Why Docuseries ‘Stolen Youth’ Aimed to Shift Responsibility Away From the Victims: ‘We Were Trying to Fight the Idea’

TheWrap magazine: Directed by Zachary Heinzerling, the Hulu project explores how Larry Ray snared Sarah Lawrence students into a sex trafficking cult

"Stolen Youth" (Hulu)

This story about the docuseries “Stolen Youth” originally ran in the Race Begins issue of TheWrap’s awards magazine.

In 2019, a tight close-up of a middle-aged man’s chubby face dominated the cover of New York magazine. His eyes stared gently — though with absolute power — right at us.
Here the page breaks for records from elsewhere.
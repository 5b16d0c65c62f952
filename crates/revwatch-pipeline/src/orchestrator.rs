//! The background loop: sweep, dispatch, rest, repeat.
//!
//! ```text
//! Scanning ──▶ Dispatching ──▶ Idle ──(idle elapsed)──▶ Scanning
//! ```
//!
//! The loop never terminates on its own. Faults inside a phase are logged
//! and the machine moves on; only the shutdown signal ends [`Orchestrator::run`].
//! [`supervise`] restarts a loop task that panicked. The queue lives outside
//! the orchestrator, so events enqueued before a restart are still delivered
//! by its replacement.

use std::{future::Future, pin::pin, time::Duration};

use revwatch_core::{crawl::Crawler, messaging::Messenger, store::ReviewStore};
use tokio::task::JoinHandle;
use tracing::{error, info, warn};

use crate::{dispatch::Dispatcher, queue::NotificationQueue, scan::Scanner};

#[derive(Debug, Clone, Copy, PartialEq, Eq)]
pub enum Phase {
  Scanning,
  Dispatching,
  Idle,
}

pub struct Orchestrator<S, C, M> {
  scanner:    Scanner<S, C>,
  dispatcher: Dispatcher<S, M>,
  queue:      NotificationQueue,
  idle:       Duration,
  phase:      Phase,
  cycles:     u64,
}

impl<S, C, M> Orchestrator<S, C, M>
where
  S: ReviewStore,
  C: Crawler,
  M: Messenger,
{
  pub fn new(
    scanner: Scanner<S, C>,
    dispatcher: Dispatcher<S, M>,
    queue: NotificationQueue,
    idle: Duration,
  ) -> Self {
    Self {
      scanner,
      dispatcher,
      queue,
      idle,
      phase: Phase::Scanning,
      cycles: 0,
    }
  }

  pub fn phase(&self) -> Phase { self.phase }

  /// Completed Scanning → Dispatching → Idle rounds.
  pub fn cycles(&self) -> u64 { self.cycles }

  /// Run the current phase to completion and advance. Returns the new phase.
  pub async fn step(&mut self) -> Phase {
    self.phase = match self.phase {
      Phase::Scanning => {
        if let Err(e) = self.scanner.run_sweep(self.queue.sender()).await {
          error!(error = %e, "sweep aborted");
        }
        Phase::Dispatching
      }
      Phase::Dispatching => {
        let mut receiver = self.queue.receiver().await;
        self.dispatcher.drain(&mut receiver).await;
        Phase::Idle
      }
      Phase::Idle => {
        tokio::time::sleep(self.idle).await;
        self.cycles += 1;
        Phase::Scanning
      }
    };
    self.phase
  }

  /// Loop until `shutdown` resolves. An in-flight phase is abandoned at
  /// shutdown; pending queue entries stay in the shared queue.
  pub async fn run(mut self, shutdown: impl Future<Output = ()>) {
    let mut shutdown = pin!(shutdown);
    info!("review pipeline started");
    loop {
      tokio::select! {
        _ = &mut shutdown => break,
        _ = self.step() => {}
      }
    }
    info!(cycles = self.cycles, "review pipeline stopped");
  }
}

/// Keep a background loop alive. `spawn_loop` is called to start the task
/// and again after every panic, following a `restart_delay` pause. Returns
/// when the task finishes normally or is cancelled.
pub async fn supervise<F>(mut spawn_loop: F, restart_delay: Duration)
where
  F: FnMut() -> JoinHandle<()>,
{
  loop {
    match spawn_loop().await {
      Ok(()) => return,
      Err(e) if e.is_panic() => {
        error!(error = %e, "pipeline task panicked; restarting");
      }
      Err(e) => {
        warn!(error = %e, "pipeline task cancelled");
        return;
      }
    }
    tokio::time::sleep(restart_delay).await;
  }
}
//! revwatch server binary.
//!
//! Reads `config.toml` (or the path given with `--config`), opens the SQLite
//! store, starts the background review pipeline and serves the JSON API
//! under `/api` until Ctrl-C.

mod config;

use std::{path::PathBuf, sync::Arc, time::Duration};

use anyhow::Context as _;
use axum::Router;
use clap::Parser;
use revwatch_http::{DiscordMessenger, HttpCrawler};
use revwatch_pipeline::{NotificationQueue, SystemClock, orchestrator::supervise};
use revwatch_store_sqlite::SqliteStore;
use tokio::{net::TcpListener, sync::watch};
use tower_http::trace::TraceLayer;
use tracing::level_filters::LevelFilter;
use tracing_subscriber::EnvFilter;

use crate::config::{ServerConfig, expand_tilde};

#[derive(Parser)]
#[command(author, version, about = "Review watcher and notifier")]
struct Cli {
  /// Path to the TOML configuration file.
  #[arg(short, long, default_value = "config.toml")]
  config: PathBuf,
}

#[tokio::main]
async fn main() -> anyhow::Result<()> {
  tracing_subscriber::fmt()
    .with_env_filter(
      EnvFilter::builder()
        .with_default_directive(LevelFilter::INFO.into())
        .from_env_lossy(),
    )
    .init();

  let cli = Cli::parse();
  let cfg = ServerConfig::load(&cli.config)?;

  let store_path = expand_tilde(&cfg.store_path);
  if let Some(parent) = store_path.parent()
    && !parent.as_os_str().is_empty()
  {
    std::fs::create_dir_all(parent)
      .with_context(|| format!("failed to create {parent:?}"))?;
  }
  let store = Arc::new(
    SqliteStore::open(&store_path)
      .await
      .with_context(|| format!("failed to open store at {store_path:?}"))?,
  );
  let crawler = Arc::new(HttpCrawler::new(&cfg.scraper).context("scraper client")?);
  let messenger = Arc::new(DiscordMessenger::new(&cfg.discord).context("discord client")?);

  let queue = NotificationQueue::new();
  let clock = Arc::new(SystemClock);
  let (orchestrator, service) = revwatch_pipeline::build_with_queue(
    Arc::clone(&store),
    Arc::clone(&crawler),
    Arc::clone(&messenger),
    &cfg.pipeline,
    clock.clone(),
    queue.clone(),
  );

  // ── Background pipeline ──────────────────────────────────────────────────
  let (shutdown_tx, shutdown_rx) = watch::channel(false);
  let mut first = Some(orchestrator);
  let pipeline_cfg = cfg.pipeline.clone();
  let pipeline = tokio::spawn(supervise(
    move || {
      // Replacements drain the queue the API keeps enqueueing into.
      let orchestrator = first.take().unwrap_or_else(|| {
        revwatch_pipeline::build_with_queue(
          Arc::clone(&store),
          Arc::clone(&crawler),
          Arc::clone(&messenger),
          &pipeline_cfg,
          clock.clone(),
          queue.clone(),
        )
        .0
      });
      tokio::spawn(orchestrator.run(wait_for_shutdown(shutdown_rx.clone())))
    },
    Duration::from_secs(cfg.pipeline.idle_secs.max(1)),
  ));

  // ── HTTP API ─────────────────────────────────────────────────────────────
  let app = Router::new()
    .nest("/api", revwatch_api::api_router(Arc::new(service)))
    .layer(TraceLayer::new_for_http());

  let address = cfg.address();
  tracing::info!("Listening on http://{address}");
  let listener = TcpListener::bind(&address)
    .await
    .with_context(|| format!("failed to bind {address}"))?;

  axum::serve(listener, app)
    .with_graceful_shutdown(async move {
      if let Err(e) = tokio::signal::ctrl_c().await {
        tracing::error!(error = %e, "failed to listen for Ctrl-C");
      }
      tracing::info!("shutting down");
      let _ = shutdown_tx.send(true);
    })
    .await
    .context("server error")?;

  pipeline.await.context("pipeline supervisor failed")?;
  Ok(())
}

async fn wait_for_shutdown(mut rx: watch::Receiver<bool>) {
  while !*rx.borrow_and_update() {
    if rx.changed().await.is_err() {
      return;
    }
  }
}
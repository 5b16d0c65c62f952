//! Error type for `revwatch-store-sqlite`.

use thiserror::Error;

#[derive(Debug, Error)]
pub enum Error {
  #[error("database error: {0}")]
  Database(#[from] tokio_rusqlite::Error),

  #[error("uuid parse error: {0}")]
  Uuid(#[from] uuid::Error),

  #[error("date/time parse error: {0}")]
  DateParse(String),

  /// A column held a value the domain types cannot represent.
  #[error("corrupt row: {0}")]
  Corrupt(String),

  #[error("profile not found: {0}")]
  ProfileNotFound(String),
}

pub type Result<T, E = Error> = std::result::Result<T, E>;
The article inside described the shocking story of Larry Ray, who moved into his daughter’s dorm building at Sarah Lawrence College and proceeded to systematically brainwash several students into a forced-labor and sex-trafficking cult.

The whole saga is told in “Stolen Youth,” a three-episode Hulu series that examines the sordid details of the Ray case. He was convicted on 15 criminal counts in 2022. But the show also offers an empathetic platform for his victims, some still in the throes of Ray’s mind control. Oscar-nominated director Zachary Heinzerling (“Cutie and the Boxer”) talked about his approach to this complex, tangled web.

“Stolen Youth” (Hulu)

There are many crimes at the center of this story, but it doesn’t feel like a true-crime series. Was that a genre that you were resisting?
When you think about the details of that New York magazine article, there’s the sheer shocking and bizarre factor of it. It doesn’t seem real. But I’m not someone who’s used to doing true crime, and this didn’t necessarily feel like that for me. I like projects where I can discover the story through the process of making it and where the subjects can gain perspective on their lives. This had those elements. 
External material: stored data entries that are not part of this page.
//! Request-path operations used by the HTTP API.

use std::{sync::Arc, time::Duration};

use revwatch_core::{
  crawl::{CrawlFailure, Crawler},
  profile::{Profile, ProfileSnapshot, validate_profile_id},
  review::Review,
  store::ReviewStore,
  subscription::{NewSubscription, SubscribeOutcome},
};
use tracing::{info, warn};

use crate::{
  clock::Clock,
  error::{Error, Result},
  queue::{NotificationEvent, QueueSender},
  update::ReviewUpdater,
};

pub struct ReviewService<S, C> {
  store:         Arc<S>,
  crawler:       Arc<C>,
  updater:       ReviewUpdater<S, C>,
  queue:         QueueSender,
  crawl_timeout: Duration,
  clock:         Arc<dyn Clock>,
}

impl<S, C> ReviewService<S, C>
where
  S: ReviewStore,
  C: Crawler,
{
  pub fn new(
    store: Arc<S>,
    crawler: Arc<C>,
    updater: ReviewUpdater<S, C>,
    queue: QueueSender,
    crawl_timeout: Duration,
    clock: Arc<dyn Clock>,
  ) -> Self {
    Self { store, crawler, updater, queue, crawl_timeout, clock }
  }

  pub fn store(&self) -> &Arc<S> { &self.store }

  /// Return the tracked profile, fetching and persisting it on first sight.
  pub async fn ensure_profile_tracked(&self, profile_id: &str) -> Result<Profile> {
    validate_profile_id(profile_id)?;
    let profile_id = profile_id.trim();

    if let Some(profile) = self.store.get_profile(profile_id).await.map_err(Error::store)? {
      return Ok(profile);
    }

    let fetched = tokio::time::timeout(self.crawl_timeout, self.crawler.fetch_profile(profile_id))
      .await
      .map_err(|_| CrawlFailure::Timeout(self.crawl_timeout))??;
    let snapshot = ProfileSnapshot {
      profile_id:   profile_id.to_owned(),
      display_name: fetched.display_name,
    }
    .normalized();

    let profile = self
      .store
      .add_profile(snapshot, self.clock.now())
      .await
      .map_err(Error::store)?;
    info!(profile_id, display_name = %profile.display_name, "now tracking profile");
    Ok(profile)
  }

  /// The profile's current review, refreshed first if it is stale.
  ///
  /// A failed refresh is logged and the stored review returned. A refresh
  /// that installs a new review also queues it for the profile's followers.
  /// `None` means no review has been captured yet.
  pub async fn get_latest_review(&self, profile_id: &str) -> Result<Option<Review>> {
    let profile = self.ensure_profile_tracked(profile_id).await?;

    match self.updater.update_latest(&profile).await {
      Ok(Some(review)) => {
        self.queue.enqueue(NotificationEvent::new_review(&profile, review));
      }
      Ok(None) => {}
      Err(Error::Crawl(e)) => {
        warn!(profile_id = %profile.profile_id, error = %e, "refresh failed; serving stored review");
      }
      Err(e) => return Err(e),
    }

    self
      .store
      .current_review(&profile.profile_id)
      .await
      .map_err(Error::store)
  }

  /// Follow a profile from a group's channel. Re-following updates the
  /// channel and language flag in place. A brand-new follow of a profile
  /// that already has a review gets that review delivered once.
  pub async fn subscribe(
    &self,
    group_id: &str,
    channel_id: &str,
    profile_id: &str,
    deliver_original_language: bool,
  ) -> Result<SubscribeOutcome> {
    let group_id = non_empty("group_id", group_id)?;
    let channel_id = non_empty("channel_id", channel_id)?;
    let profile = self.ensure_profile_tracked(profile_id).await?;

    let input = NewSubscription {
      group_id:   group_id.to_owned(),
      channel_id: channel_id.to_owned(),
      profile_id: profile.profile_id.clone(),
      deliver_original_language,
    };
    let outcome = self
      .store
      .subscribe(input, self.clock.now())
      .await
      .map_err(Error::store)?;

    let subscription = outcome.subscription();
    info!(
      subscription_id = %subscription.subscription_id,
      group_id,
      profile_id = %profile.profile_id,
      created = outcome.is_created(),
      "subscription saved"
    );

    if outcome.is_created()
      && let Some(review) = self
        .store
        .current_review(&profile.profile_id)
        .await
        .map_err(Error::store)?
    {
      self.queue.enqueue(NotificationEvent::welcome(
        &profile,
        review,
        subscription.subscription_id,
      ));
    }

    Ok(outcome)
  }

  /// Stop following. Returns whether a subscription existed.
  pub async fn unsubscribe(&self, group_id: &str, profile_id: &str) -> Result<bool> {
    let removed = self
      .store
      .unsubscribe(group_id.trim(), profile_id.trim())
      .await
      .map_err(Error::store)?;
    if removed {
      info!(group_id, profile_id, "subscription removed");
    }
    Ok(removed)
  }

  /// Profiles the group currently follows, by display name.
  pub async fn followed_profiles(&self, group_id: &str) -> Result<Vec<Profile>> {
    self
      .store
      .followed_profiles(group_id.trim())
      .await
      .map_err(Error::store)
  }
}

fn non_empty<'a>(field: &'static str, value: &'a str) -> Result<&'a str> {
  let value = value.trim();
  if value.is_empty() {
    return Err(revwatch_core::Error::EmptyField(field).into());
  }
  Ok(value)
}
You avoid showing experts talking about the phenomenon of cults and how victims can be drawn in. Was that deliberate?
That was incredibly top of mind. The goal was to have these people in Larry’s world, who I found to be eloquent, intelligent people, explain the situation themselves. And I felt that they were really good at describing the elements of control that they faced, using their own voices. It humanized their experience. 

In the third episode, you interview a woman named Isabella, who’s free from Larry but still under his spell. It seems like a delicate situation for you as a filmmaker.
It’s interesting. I got feedback from other director friends during the process of making this and, especially in regards to Isabella, they’ve asked me, “Why didn’t you push harder at her?” I thought carefully about this and I was in touch with cult experts and cult interventionists the whole time — but for me, the way I’ve done every project has been about meeting people where they are. So with Isabella, if all I did was challenge her, I felt it could have had a reverse effect, where she would feel the need to strengthen her conviction. I didn’t want to act like I knew so much more than her or was some kind of authority figure. So I was listening in a nonjudgmental way.

We were constantly trying to fight the idea that the victims were responsible. Cult survivors get asked, “How could you let this happen?” It’s insensitive and naive to think that people “join a cult.” At the time, it appears positive and helpful. We are naturally trusting as humans and don’t immediately think that the person offering to help us is an insidious psychopath.

What’s really crazy is how much incriminating audio and video content you include of Larry. It seemed like he recorded everything. Were there thousands of hours of stuff? 
Hundreds of hours, for sure. And there was audio and video that was much worse, which we did not include, if you can even imagine. The archival recording is essential because it’s so real. Larry was all about “the truth,” and there is no easier way of stamping the truth to his egregious acts than having documented evidence. The irony is that those same recordings were used to put him away in prison for 60 years. 

That’s an old story, too, of criminals recording themselves in the act.
Yeah, I think it’s common with delusional narcissists. Larry’s version of what’s on all that audio and video is completely different from the facts. The reality he lives in is one where he’s at the center as a victim.